◆ **What is expected**: From the entries below, return only the lines starting at the one that contains "pub mod errors;" and ending at the one that contains "let scaled = value * factor;", exactly as they stand.

◆ **Dataset**:

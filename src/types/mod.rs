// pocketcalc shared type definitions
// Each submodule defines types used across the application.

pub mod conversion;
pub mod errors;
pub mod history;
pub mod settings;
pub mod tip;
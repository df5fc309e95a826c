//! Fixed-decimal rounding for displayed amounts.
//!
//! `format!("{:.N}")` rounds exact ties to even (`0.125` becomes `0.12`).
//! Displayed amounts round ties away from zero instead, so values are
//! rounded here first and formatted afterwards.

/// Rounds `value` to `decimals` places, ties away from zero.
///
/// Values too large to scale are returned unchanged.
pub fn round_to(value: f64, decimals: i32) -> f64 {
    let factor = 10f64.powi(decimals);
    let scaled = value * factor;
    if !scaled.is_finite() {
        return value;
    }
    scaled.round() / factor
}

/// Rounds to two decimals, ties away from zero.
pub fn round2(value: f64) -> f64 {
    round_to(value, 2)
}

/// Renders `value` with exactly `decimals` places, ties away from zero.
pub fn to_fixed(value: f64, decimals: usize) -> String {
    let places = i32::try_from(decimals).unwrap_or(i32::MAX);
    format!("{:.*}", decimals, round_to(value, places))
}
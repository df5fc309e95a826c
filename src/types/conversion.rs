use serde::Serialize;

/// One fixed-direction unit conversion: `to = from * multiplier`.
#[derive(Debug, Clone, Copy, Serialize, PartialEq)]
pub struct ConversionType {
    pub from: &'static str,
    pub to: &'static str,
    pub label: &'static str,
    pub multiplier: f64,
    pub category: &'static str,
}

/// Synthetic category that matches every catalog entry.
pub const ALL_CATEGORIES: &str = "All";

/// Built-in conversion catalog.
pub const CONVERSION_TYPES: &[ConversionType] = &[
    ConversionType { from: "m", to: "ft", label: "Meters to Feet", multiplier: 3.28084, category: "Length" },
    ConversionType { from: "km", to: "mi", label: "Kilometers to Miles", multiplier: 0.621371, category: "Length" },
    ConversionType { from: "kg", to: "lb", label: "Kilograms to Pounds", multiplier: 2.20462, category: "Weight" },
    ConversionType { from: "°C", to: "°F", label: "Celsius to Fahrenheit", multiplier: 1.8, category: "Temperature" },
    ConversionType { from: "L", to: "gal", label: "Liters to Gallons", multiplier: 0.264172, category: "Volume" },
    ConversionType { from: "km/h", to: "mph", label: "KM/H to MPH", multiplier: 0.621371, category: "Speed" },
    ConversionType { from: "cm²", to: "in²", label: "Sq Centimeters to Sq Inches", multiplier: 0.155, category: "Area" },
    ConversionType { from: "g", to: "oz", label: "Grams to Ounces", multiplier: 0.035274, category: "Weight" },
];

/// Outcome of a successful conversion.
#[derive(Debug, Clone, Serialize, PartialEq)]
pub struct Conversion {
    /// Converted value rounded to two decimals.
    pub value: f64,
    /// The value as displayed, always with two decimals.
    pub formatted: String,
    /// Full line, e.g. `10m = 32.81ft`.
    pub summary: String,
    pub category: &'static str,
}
* * *
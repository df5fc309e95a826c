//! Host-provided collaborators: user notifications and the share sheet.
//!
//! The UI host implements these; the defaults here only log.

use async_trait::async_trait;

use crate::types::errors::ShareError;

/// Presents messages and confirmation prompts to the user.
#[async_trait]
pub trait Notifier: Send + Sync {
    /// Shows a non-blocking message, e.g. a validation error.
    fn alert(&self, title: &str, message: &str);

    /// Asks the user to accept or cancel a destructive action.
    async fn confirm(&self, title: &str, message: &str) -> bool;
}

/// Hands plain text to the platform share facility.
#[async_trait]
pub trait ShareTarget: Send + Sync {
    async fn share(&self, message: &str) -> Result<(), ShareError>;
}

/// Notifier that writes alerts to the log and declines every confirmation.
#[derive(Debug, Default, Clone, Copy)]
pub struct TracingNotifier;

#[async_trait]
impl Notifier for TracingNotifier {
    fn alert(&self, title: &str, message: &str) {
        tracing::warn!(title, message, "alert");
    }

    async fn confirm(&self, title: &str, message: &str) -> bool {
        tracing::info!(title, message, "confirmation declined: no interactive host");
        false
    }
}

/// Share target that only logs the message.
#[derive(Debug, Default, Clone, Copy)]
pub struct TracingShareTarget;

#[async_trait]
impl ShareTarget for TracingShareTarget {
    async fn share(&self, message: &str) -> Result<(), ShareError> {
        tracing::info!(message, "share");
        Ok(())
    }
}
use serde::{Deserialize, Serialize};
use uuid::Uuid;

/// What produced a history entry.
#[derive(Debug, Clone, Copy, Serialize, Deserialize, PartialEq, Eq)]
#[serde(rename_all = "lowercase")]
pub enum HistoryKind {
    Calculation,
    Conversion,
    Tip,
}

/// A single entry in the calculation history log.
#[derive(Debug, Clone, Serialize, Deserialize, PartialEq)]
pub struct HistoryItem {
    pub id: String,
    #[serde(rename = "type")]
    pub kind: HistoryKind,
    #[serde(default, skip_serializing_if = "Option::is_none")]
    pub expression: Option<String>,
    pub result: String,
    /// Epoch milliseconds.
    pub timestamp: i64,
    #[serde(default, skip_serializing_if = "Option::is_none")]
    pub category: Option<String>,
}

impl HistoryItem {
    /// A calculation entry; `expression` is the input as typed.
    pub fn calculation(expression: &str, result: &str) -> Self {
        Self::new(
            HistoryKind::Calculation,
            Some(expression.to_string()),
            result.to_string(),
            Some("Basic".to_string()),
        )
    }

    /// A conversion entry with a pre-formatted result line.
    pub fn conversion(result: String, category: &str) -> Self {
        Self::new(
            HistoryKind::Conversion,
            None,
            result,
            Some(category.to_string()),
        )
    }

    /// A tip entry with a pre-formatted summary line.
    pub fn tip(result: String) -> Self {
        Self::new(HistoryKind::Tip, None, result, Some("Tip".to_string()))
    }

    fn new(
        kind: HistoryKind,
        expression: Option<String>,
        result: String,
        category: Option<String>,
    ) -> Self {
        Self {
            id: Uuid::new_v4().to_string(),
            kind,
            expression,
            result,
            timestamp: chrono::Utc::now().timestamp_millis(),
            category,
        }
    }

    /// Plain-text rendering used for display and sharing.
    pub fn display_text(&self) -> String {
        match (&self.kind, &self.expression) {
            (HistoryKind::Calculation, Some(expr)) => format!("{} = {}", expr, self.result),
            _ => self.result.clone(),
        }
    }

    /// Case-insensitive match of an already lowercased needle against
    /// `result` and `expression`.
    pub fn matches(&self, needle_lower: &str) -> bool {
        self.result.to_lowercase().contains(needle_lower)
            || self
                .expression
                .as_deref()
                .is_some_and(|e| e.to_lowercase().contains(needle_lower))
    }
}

◆ **Response to the exercise**:
pub mod errors;
pub mod history;
pub mod settings;
pub mod tip;
repository df5fc309e95a826c
//! Fixed-decimal rounding for displayed amounts.
//!
//! `format!("{:.N}")` rounds exact ties to even (`0.125` becomes `0.12`).
//! Displayed amounts round ties away from zero instead, so values are
//! rounded here first and formatted afterwards.

/// Rounds `value` to `decimals` places, ties away from zero.
///
/// Values too large to scale are returned unchanged.
pub fn round_to(value: f64, decimals: i32) -> f64 {
    let factor = 10f64.powi(decimals);
    let scaled = value * factor;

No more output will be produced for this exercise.